The mystery soon attracts the attention of Rhiannon ‘Non’ Vaughan, a young Welsh polymath and one of the young women newly admitted to university lectures. But when neither the college principal nor the powerful ladies behind Oxford’s new female halls will allow her to become involved, Non’s fierce intelligence and determination to prove herself drive her on.

Both misfits at the university, Non and Basil form an unlikely partnership, and it soon falls to them to investigate the mysterious circumstances of Parker’s death. But between corporate malfeasance and snake-oil salesmen, they soon find the dreaming spires of Oxford are not quite what they seem…

So, here are a couple of the excellent questions Suzanne asked me:

SO19: The United Kingdom (and of course the world) changed so much between the1850s of the Teifi Valley novels and the 1880s of this one. Why did you choose 1881 as the focus for this series debut?

Somerville and Lady Margaret Hall, which eventually became constituent colleges of Oxford University, were both set up as halls of residence in 1879 so that young women could come to Oxford and take advantage of the lecture series called ‘Lectures for Ladies’ which took place outside the Univeristy. Women weren’t admitted to lectures in the men-only colleges until a couple of years later and, because I knew I wanted to start the book with an argument between Non and preening undergraduate, I had to wait until it would be plausible for her to be in a college for a lecture!

The beginnings of the women’s college movement were incredibly tentative with the organisation that was eventually responsible for getting women admitted to full membership of the University of Oxford – the Association for Promoting the Higher Education of Women in Oxford – playing a complex game of political chess with the University hierarchy, public opinion and the parents of clever middle-class girls who were keen to get a university education. And any kind of tension and conflict is great for crime novels.

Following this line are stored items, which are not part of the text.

//! Execution engine backed by an external program.

use std::fs;
use std::path::Path;
use std::process::Command;

use nbtidy_core::params::render_value;
use nbtidy_core::{
    from_json_str, to_json_string, EngineConfig, EngineOutcome, ErrorInfo, ExecutionEngine,
    ExecutionRequest, JsonStyle, NbError,
};

/// Lines of engine stderr kept in error context.
const STDERR_TAIL: usize = 20;

/// Runs `<program> <args..> <input> <output> -p <name> <value> ...` in a
/// scratch directory and reads the output notebook back.
#[derive(Debug, Clone)]
pub struct ProcessEngine {
    program: String,
    args: Vec<String>,
}

impl ProcessEngine {
    pub fn from_config(config: &EngineConfig) -> Self {
        Self {
            program: config.program.clone(),
            args: config.args.clone(),
        }
    }

    fn command(&self, request: &ExecutionRequest<'_>, input: &Path, output: &Path) -> Command {
        let mut cmd = Command::new(&self.program);
        cmd.args(&self.args).arg(input).arg(output).env("PAPERMILL", "1");
        for (name, value) in request.parameters {
            cmd.arg("-p").arg(name).arg(render_value(value));
        }
        if request.options.request_save_on_cell_execute == Some(true) {
            cmd.arg("--request-save-on-cell-execute");
        }
        if let Some(seconds) = request.options.autosave_cell_every {
            cmd.arg("--autosave-cell-every").arg(seconds.to_string());
        }
        cmd
    }
}

fn engine_io(code: &str, err: impl ToString) -> NbError {
    NbError::Io(ErrorInfo::new(code, err.to_string()))
}

fn stderr_tail(stderr: &[u8]) -> String {
    let text = String::from_utf8_lossy(stderr);
    let lines: Vec<&str> = text.lines().collect();
    let start = lines.len().saturating_sub(STDERR_TAIL);
    lines[start..].join("\n")
}

impl ExecutionEngine for ProcessEngine {
    fn execute(&self, request: &ExecutionRequest<'_>) -> Result<EngineOutcome, NbError> {
        let scratch = tempfile::tempdir().map_err(|err| engine_io("nbtidy.engine.tempdir", err))?;
        let input = match request.notebook_path {
            Some(path) => path.to_path_buf(),
            None => {
                let path = scratch.path().join("in.ipynb");
                let text = to_json_string(request.document, &JsonStyle::default())?;
                fs::write(&path, text).map_err(|err| engine_io("nbtidy.engine.write_input", err))?;
                path
            }
        };
        let output = scratch.path().join("out.ipynb");

        let mut cmd = self.command(request, &input, &output);
        tracing::debug!(program = %self.program, input = %input.display(), "launching execution engine");
        let result = cmd.output().map_err(|err| {
            NbError::Io(
                ErrorInfo::new("nbtidy.engine.spawn", err.to_string())
                    .with_context("program", self.program.clone())
                    .with_hint("set engine.program in the configuration file"),
            )
        })?;
        let stderr = stderr_tail(&result.stderr);
        for line in stderr.lines() {
            tracing::debug!(target: "nbtidy::engine", "{line}");
        }

        let text = match fs::read_to_string(&output) {
            Ok(text) => text,
            Err(err) => {
                return Err(NbError::Execution(
                    ErrorInfo::new(
                        "nbtidy.engine.no_output",
                        format!("engine wrote no output notebook: {err}"),
                    )
                    .with_context("status", result.status.to_string())
                    .with_context("stderr", stderr),
                ))
            }
        };
        let document = from_json_str(&text)?;

        if result.status.success() {
            return Ok(EngineOutcome::Completed(document));
        }
        Ok(EngineOutcome::Failed {
            document,
            error: NbError::Execution(
                ErrorInfo::new(
                    "nbtidy.engine.exit",
                    format!("{} exited with {}", self.program, result.status),
                )
                .with_context("status", result.status.to_string())
                .with_context("stderr", stderr),
            ),
        })
    }
}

SO19: Oxford was, and I imagine still may be, a bastion of British intellectual, cultural, social, and even financial power. I loved the fact that Basil and Non are both part of Oxford and yet also outsiders there, marginalized—whether visibly or not—by some aspect of their identities. Could you talk a bit about how you developed their characters?

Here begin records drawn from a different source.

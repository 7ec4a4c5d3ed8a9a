use std::error::Error;

use clap::Args;
use nbtidy_core::{
    parse_parameters, run_pipeline, Config, EngineOptions, ExecutionRequest, RunOptions,
};

use super::CleanFlags;
use crate::engine::ProcessEngine;
use crate::notebook::NotebookArgs;

#[derive(Args, Debug)]
pub struct RunArgs {
    #[command(flatten)]
    pub notebook: NotebookArgs,
    #[command(flatten)]
    pub flags: CleanFlags,
    /// "<name>=<value>" parameter to set while executing the notebook.
    #[arg(short = 'p', long = "parameter", value_name = "NAME=VALUE")]
    pub parameters: Vec<String>,
    /// Ask the engine to save the notebook after each cell.
    #[arg(short = 's', long)]
    pub request_save_on_cell_execute: bool,
    /// How often, in seconds, the engine autosaves during long cells (0 disables).
    #[arg(short = 'S', long, value_name = "SECS")]
    pub autosave_cell_every: Option<u64>,
}

pub fn run(args: &RunArgs, config: &Config) -> Result<(), Box<dyn Error>> {
    let target = args.notebook.output_target()?;
    let parameters = parse_parameters(&args.parameters)?;
    let loaded = args.notebook.load()?;

    let engine = ProcessEngine::from_config(&config.engine);
    let request = ExecutionRequest {
        notebook_path: args.notebook.input_path(),
        document: &loaded.document,
        parameters: &parameters,
        options: EngineOptions {
            request_save_on_cell_execute: args.request_save_on_cell_execute.then_some(true),
            autosave_cell_every: args.autosave_cell_every,
        },
    };
    let opts = RunOptions::from_config(config, args.flags.options(None));

    let output = run_pipeline(&engine, &request, &opts)?;
    let (document, outcome) = output.into_parts();
    args.notebook.write(&document, &loaded.style, target.as_deref())?;
    outcome?;
    Ok(())
}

Oh gosh, that’s a tough question. All the ‘how to write’ books tell you to plan your plots so that you know where your books are going, and draw up detailed character sketches so that you know your characters in depth are before you start, but I don’t do either of those things. I let the story develop as I write, and I wait for the characters to reveal themselves to me through their words, actions and reactions.

Both Non and Basil leapt into life in their first scenes as if they were just waiting in the ether (or my subconscious) for me to discover them. That being said, both the ether and my subconscious are always full of ideas from all the research I’ve done, so some aspects of their characters arise from the historical context they live in. But your subconscious is also full of all the people you’ve ever known, with all their little inconsistencies and idiosyncracies, and it’s that soup of research and lived experience from which your characters come. In an event I did recently, I likened it to the web of thoughts Dumbledore pulls from his head with the magical Pensieve – it’s all in there, you just need to draw it out and put it down on paper. Well, onscreen, actually.

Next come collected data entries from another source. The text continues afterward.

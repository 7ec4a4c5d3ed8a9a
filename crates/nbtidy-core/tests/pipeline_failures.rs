use std::cell::RefCell;

use nbtidy_core::model::{Cell, Document, Output};
use nbtidy_core::{
    postprocess, run_pipeline, AlignmentPolicy, CleanOptions, EngineOptions, EngineOutcome,
    ErrorInfo, ExecutionEngine, ExecutionRequest, MarkerTags, NbError, Parameters, RunFailure,
    RunOptions,
};
use serde_json::json;

struct FakeEngine {
    outcome: Result<EngineOutcome, NbError>,
    seen: RefCell<Vec<Parameters>>,
}

impl FakeEngine {
    fn new(outcome: Result<EngineOutcome, NbError>) -> Self {
        Self {
            outcome,
            seen: RefCell::new(Vec::new()),
        }
    }
}

impl ExecutionEngine for FakeEngine {
    fn execute(&self, request: &ExecutionRequest<'_>) -> Result<EngineOutcome, NbError> {
        self.seen.borrow_mut().push(request.parameters.clone());
        self.outcome.clone()
    }
}

fn pre_document() -> Document {
    Document::new(vec![
        Cell::code("n = 1").with_tags(&["parameters"]),
        Cell::code("print(n); print(n)"),
    ])
}

fn executed(second_source: &str) -> Document {
    let mut doc = Document::new(vec![
        Cell::code("n = 1")
            .with_tags(&["parameters"])
            .with_execution_count(Some(1)),
        Cell::code("# Parameters\nn = 2\n")
            .with_tags(&["injected-parameters"])
            .with_execution_count(Some(2)),
        Cell::code(second_source)
            .with_tags(&[])
            .with_execution_count(Some(3))
            .with_outputs(vec![Output::stream("stdout", "2\n"), Output::stream("stdout", "2\n")]),
    ]);
    for cell in &mut doc.cells {
        if let Some(metadata) = cell.metadata.as_mut() {
            metadata.insert("papermill".to_string(), json!({"status": "completed"}));
        }
    }
    doc.metadata.insert("papermill".to_string(), json!({"parameters": {"n": 2}}));
    doc
}

fn execution_error() -> NbError {
    NbError::Execution(ErrorInfo::new("nbtidy.engine.exit", "kernel died"))
}

fn request<'a>(doc: &'a Document, params: &'a Parameters) -> ExecutionRequest<'a> {
    ExecutionRequest {
        notebook_path: None,
        document: doc,
        parameters: params,
        options: EngineOptions::default(),
    }
}

#[test]
fn successful_run_merges_aligns_and_cleans() {
    let pre = pre_document();
    let mut params = Parameters::new();
    params.insert("n".to_string(), json!(2));
    let engine = FakeEngine::new(Ok(EngineOutcome::Completed(executed("print(n); print(n)"))));
    let output = run_pipeline(&engine, &request(&pre, &params), &RunOptions::default())
        .expect("pipeline succeeds");
    assert!(output.failure.is_none());
    assert_eq!(output.merge.merged, 1);
    let doc = output.document;
    assert!(!doc.metadata.contains_key("papermill"));
    assert_eq!(doc.cells.len(), 3);
    assert!(!doc.cells[2].has_tags_key());
    assert_eq!(doc.cells[0].tags(), vec!["parameters"]);
    assert!(doc.cells.iter().all(|cell| {
        cell.metadata
            .as_ref()
            .map_or(true, |md| !md.contains_key("papermill"))
    }));
    let outputs = doc.cells[2].outputs.as_ref().expect("outputs");
    assert_eq!(outputs.len(), 1);
    assert_eq!(engine.seen.borrow()[0].get("n"), Some(&json!(2)));
}

#[test]
fn execution_failure_stays_primary_with_alignment_attached() {
    let pre = pre_document();
    let params = Parameters::new();
    let engine = FakeEngine::new(Ok(EngineOutcome::Failed {
        document: executed("print(n) # edited"),
        error: execution_error(),
    }));
    let output = run_pipeline(&engine, &request(&pre, &params), &RunOptions::default())
        .expect("document produced");
    let failure = output.failure.expect("failure recorded");
    assert!(matches!(failure.primary, NbError::Execution(_)));
    let secondary = failure.secondary.as_deref().expect("alignment attached");
    assert!(matches!(secondary, NbError::Alignment(_)));
    assert_eq!(secondary.info().code, "nbtidy.align.source_mismatch");
    let source = std::error::Error::source(&failure).expect("source exposed");
    assert!(source.to_string().contains("alignment failed"));
}

#[test]
fn execution_failure_without_alignment_problem_has_no_secondary() {
    let pre = pre_document();
    let params = Parameters::new();
    let engine = FakeEngine::new(Ok(EngineOutcome::Failed {
        document: executed("print(n); print(n)"),
        error: execution_error(),
    }));
    let output = run_pipeline(&engine, &request(&pre, &params), &RunOptions::default())
        .expect("document produced");
    let failure = output.failure.expect("failure recorded");
    assert!(failure.secondary.is_none());
    assert_eq!(failure.to_string(), execution_error().to_string());
}

#[test]
fn deferred_alignment_failure_keeps_document() {
    let pre = pre_document();
    let params = Parameters::new();
    let engine = FakeEngine::new(Ok(EngineOutcome::Completed(executed("changed"))));
    let output = run_pipeline(&engine, &request(&pre, &params), &RunOptions::default())
        .expect("document produced");
    let failure = output.failure.expect("alignment failure deferred");
    assert!(matches!(failure.primary, NbError::Alignment(_)));
    assert!(!output.document.metadata.contains_key("papermill"));
}

#[test]
fn abort_policy_returns_alignment_error_alone() {
    let pre = pre_document();
    let params = Parameters::new();
    let engine = FakeEngine::new(Ok(EngineOutcome::Completed(executed("changed"))));
    let opts = RunOptions {
        alignment: AlignmentPolicy::Abort,
        ..RunOptions::default()
    };
    let failure = run_pipeline(&engine, &request(&pre, &params), &opts).expect_err("aborted");
    assert!(matches!(failure.primary, NbError::Alignment(_)));
    assert!(failure.secondary.is_none());
}

#[test]
fn abort_policy_still_defers_behind_execution_failure() {
    let pre = pre_document();
    let params = Parameters::new();
    let engine = FakeEngine::new(Ok(EngineOutcome::Failed {
        document: executed("changed"),
        error: execution_error(),
    }));
    let opts = RunOptions {
        alignment: AlignmentPolicy::Abort,
        ..RunOptions::default()
    };
    let output = run_pipeline(&engine, &request(&pre, &params), &opts).expect("document produced");
    let failure = output.failure.expect("failure recorded");
    assert!(matches!(failure.primary, NbError::Execution(_)));
    assert!(failure.secondary.is_some());
}

#[test]
fn hard_engine_error_is_surfaced_immediately() {
    let pre = pre_document();
    let params = Parameters::new();
    let engine = FakeEngine::new(Err(NbError::Io(ErrorInfo::new("nbtidy.engine.spawn", "not found"))));
    let failure = run_pipeline(&engine, &request(&pre, &params), &RunOptions::default())
        .expect_err("no document");
    assert!(matches!(failure.primary, NbError::Io(_)));
}

#[test]
fn explicit_tag_mode_skips_alignment() {
    let pre = pre_document();
    let opts = RunOptions {
        clean: CleanOptions {
            keep_ids: false,
            keep_tags: Some(true),
        },
        markers: MarkerTags::default(),
        alignment: AlignmentPolicy::Abort,
    };
    let output = postprocess(&pre, executed("changed"), None, &opts).expect("alignment skipped");
    assert!(output.failure.is_none());
    assert!(output.document.cells.iter().all(|cell| cell.has_tags_key()));
}

#[test]
fn into_parts_splits_document_and_failure() {
    let pre = pre_document();
    let output = postprocess(
        &pre,
        executed("print(n); print(n)"),
        Some(RunFailure::new(execution_error())),
        &RunOptions::default(),
    )
    .expect("document produced");
    let (doc, result) = output.into_parts();
    assert_eq!(doc.cells.len(), 3);
    assert!(result.is_err());
}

But, even before I started, I knew Non was going to be a feisty, rebellious, opinionated character who kicks against all the restrictions of middle-class Oxford life. Everything from having to wear certain sorts of clothes (she refuses to be corseted or to wear the pounds and pounds of underskirts that women wore in the 1880s to hide the fact that they had a lower anatomy) to being barred from lectures unless you were chaperoned!! Part of Non’s personality arises from the fact that, unlike the other women who’ve come to Oxford to attend lectures, she hasn’t grown up in a middle class environment in England. She’s the only child of a sea captain who runs a coal boat up and down Cardigan Bay and, as such, she’s been allowed a lot of freedom, including the freedom to work as a deck hand on her father’s ship. That means that her experience of being a woman is very different from that of the genteel, respectble, middle class women she meets in Oxford and she has no interest in becoming one of them.

As for Basil, he’s apparently much more in his element: an establishment man from a middle class family who was an undergraduate at Jesus college and is now a fellow at the same college. But he doesn’t feel comfortable in his own skin because he’s gay, which of course he has to keep secret. This means that he’s on edge a lot of the time, hiding who he really is and trying to curry favour with people so that, if any suspicions arise about him, he will have allies to fight his corner. And this is what leads him to investigate Sidney Parker’s death – he feels he has to remain in good odour with the Principal of Jesus college. And, to be fair to Basil, as the boy’s tutor, he does feel some responsibility for Parker’s fate.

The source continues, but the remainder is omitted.